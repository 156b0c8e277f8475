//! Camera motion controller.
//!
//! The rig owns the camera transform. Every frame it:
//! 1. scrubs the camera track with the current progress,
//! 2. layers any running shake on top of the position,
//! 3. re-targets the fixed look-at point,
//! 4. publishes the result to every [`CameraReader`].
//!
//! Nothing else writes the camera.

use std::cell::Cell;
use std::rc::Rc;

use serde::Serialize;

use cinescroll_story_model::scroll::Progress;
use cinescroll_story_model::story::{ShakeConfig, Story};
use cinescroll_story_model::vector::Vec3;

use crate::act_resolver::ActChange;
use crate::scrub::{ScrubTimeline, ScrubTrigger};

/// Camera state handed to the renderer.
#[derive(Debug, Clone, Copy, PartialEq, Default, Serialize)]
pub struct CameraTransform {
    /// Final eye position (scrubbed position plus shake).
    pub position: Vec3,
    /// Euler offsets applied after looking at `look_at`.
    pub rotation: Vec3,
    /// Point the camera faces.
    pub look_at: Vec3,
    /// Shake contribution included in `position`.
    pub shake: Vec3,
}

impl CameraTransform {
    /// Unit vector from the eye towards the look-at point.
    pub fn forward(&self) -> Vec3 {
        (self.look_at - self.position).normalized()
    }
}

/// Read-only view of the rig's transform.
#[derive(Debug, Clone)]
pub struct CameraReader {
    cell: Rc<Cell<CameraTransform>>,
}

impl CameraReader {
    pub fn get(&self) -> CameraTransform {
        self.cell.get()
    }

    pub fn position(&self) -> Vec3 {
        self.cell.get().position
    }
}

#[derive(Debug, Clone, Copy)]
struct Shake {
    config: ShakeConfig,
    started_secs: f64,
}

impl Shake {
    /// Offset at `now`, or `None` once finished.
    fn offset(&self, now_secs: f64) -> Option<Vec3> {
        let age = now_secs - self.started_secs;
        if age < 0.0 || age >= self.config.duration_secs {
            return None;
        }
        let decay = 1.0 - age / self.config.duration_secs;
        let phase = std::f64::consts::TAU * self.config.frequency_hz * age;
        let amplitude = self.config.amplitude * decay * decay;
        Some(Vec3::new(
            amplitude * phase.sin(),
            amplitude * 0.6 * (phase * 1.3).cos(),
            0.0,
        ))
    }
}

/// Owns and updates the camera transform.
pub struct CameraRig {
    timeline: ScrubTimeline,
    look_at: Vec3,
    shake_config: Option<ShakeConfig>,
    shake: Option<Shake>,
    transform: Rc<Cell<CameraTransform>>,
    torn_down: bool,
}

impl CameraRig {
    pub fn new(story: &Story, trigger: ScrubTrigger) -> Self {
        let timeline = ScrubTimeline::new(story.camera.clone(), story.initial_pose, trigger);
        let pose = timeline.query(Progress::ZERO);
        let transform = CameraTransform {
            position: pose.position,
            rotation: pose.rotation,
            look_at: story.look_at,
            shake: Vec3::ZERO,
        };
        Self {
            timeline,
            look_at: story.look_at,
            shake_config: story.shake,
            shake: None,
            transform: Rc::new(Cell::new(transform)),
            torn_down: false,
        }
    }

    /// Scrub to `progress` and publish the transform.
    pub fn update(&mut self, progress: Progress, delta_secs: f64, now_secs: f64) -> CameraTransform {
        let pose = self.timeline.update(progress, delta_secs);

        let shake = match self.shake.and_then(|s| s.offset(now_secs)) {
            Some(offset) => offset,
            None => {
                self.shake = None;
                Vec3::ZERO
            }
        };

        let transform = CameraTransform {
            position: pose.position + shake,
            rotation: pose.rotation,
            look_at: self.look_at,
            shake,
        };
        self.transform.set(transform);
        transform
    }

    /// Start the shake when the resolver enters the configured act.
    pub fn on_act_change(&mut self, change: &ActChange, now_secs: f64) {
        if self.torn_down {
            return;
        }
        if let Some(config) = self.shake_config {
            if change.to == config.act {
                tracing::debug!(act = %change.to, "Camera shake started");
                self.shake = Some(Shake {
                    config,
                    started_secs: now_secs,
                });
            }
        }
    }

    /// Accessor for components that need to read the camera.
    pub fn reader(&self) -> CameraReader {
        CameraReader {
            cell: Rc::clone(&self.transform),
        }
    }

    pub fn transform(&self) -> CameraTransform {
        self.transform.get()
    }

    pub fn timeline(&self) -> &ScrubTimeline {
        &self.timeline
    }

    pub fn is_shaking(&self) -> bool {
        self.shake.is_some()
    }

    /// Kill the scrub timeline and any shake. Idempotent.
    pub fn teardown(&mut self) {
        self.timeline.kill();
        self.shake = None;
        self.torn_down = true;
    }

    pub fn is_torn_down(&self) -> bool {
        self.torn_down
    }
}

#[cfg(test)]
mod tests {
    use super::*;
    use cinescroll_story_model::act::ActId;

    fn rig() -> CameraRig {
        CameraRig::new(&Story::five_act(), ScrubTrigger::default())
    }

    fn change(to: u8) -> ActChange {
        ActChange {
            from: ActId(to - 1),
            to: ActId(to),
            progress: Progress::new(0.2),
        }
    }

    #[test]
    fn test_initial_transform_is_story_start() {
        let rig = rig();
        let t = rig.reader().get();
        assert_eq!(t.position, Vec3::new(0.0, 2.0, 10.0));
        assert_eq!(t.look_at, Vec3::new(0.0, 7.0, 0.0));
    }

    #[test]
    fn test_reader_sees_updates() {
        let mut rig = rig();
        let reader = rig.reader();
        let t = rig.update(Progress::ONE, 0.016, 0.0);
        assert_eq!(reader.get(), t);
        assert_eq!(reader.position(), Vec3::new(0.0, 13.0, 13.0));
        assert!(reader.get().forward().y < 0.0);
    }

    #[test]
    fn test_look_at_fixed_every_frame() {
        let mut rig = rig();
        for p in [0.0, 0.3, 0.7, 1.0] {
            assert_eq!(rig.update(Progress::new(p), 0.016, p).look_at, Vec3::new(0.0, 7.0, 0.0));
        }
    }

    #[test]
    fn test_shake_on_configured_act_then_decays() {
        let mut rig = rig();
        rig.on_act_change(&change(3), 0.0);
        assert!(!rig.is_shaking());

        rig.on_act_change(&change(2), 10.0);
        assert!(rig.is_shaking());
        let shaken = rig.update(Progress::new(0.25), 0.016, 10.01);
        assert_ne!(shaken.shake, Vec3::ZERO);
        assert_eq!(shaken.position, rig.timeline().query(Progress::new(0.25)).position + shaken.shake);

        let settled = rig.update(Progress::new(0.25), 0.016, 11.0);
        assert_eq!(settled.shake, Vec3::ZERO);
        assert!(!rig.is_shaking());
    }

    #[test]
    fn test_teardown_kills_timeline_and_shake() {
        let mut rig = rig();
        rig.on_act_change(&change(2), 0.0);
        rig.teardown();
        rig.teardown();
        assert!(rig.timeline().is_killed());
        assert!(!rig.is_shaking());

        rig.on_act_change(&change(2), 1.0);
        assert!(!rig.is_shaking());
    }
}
+++++
> _EXERCISE AIM_
Using the listing above, copy exactly the line that contains "self.transform.get()", the line that contains "#[cfg(test)]", and each line that falls between them.

> _SOLUTION TO THIS PROBLEM_
        self.transform.get()
    }

    pub fn timeline(&self) -> &ScrubTimeline {
        &self.timeline
    }

    pub fn is_shaking(&self) -> bool {
        self.shake.is_some()
    }

    /// Kill the scrub timeline and any shake. Idempotent.
    pub fn teardown(&mut self) {
        self.timeline.kill();
        self.shake = None;
        self.torn_down = true;
    }

    pub fn is_torn_down(&self) -> bool {
        self.torn_down
    }
}

#[cfg(test)]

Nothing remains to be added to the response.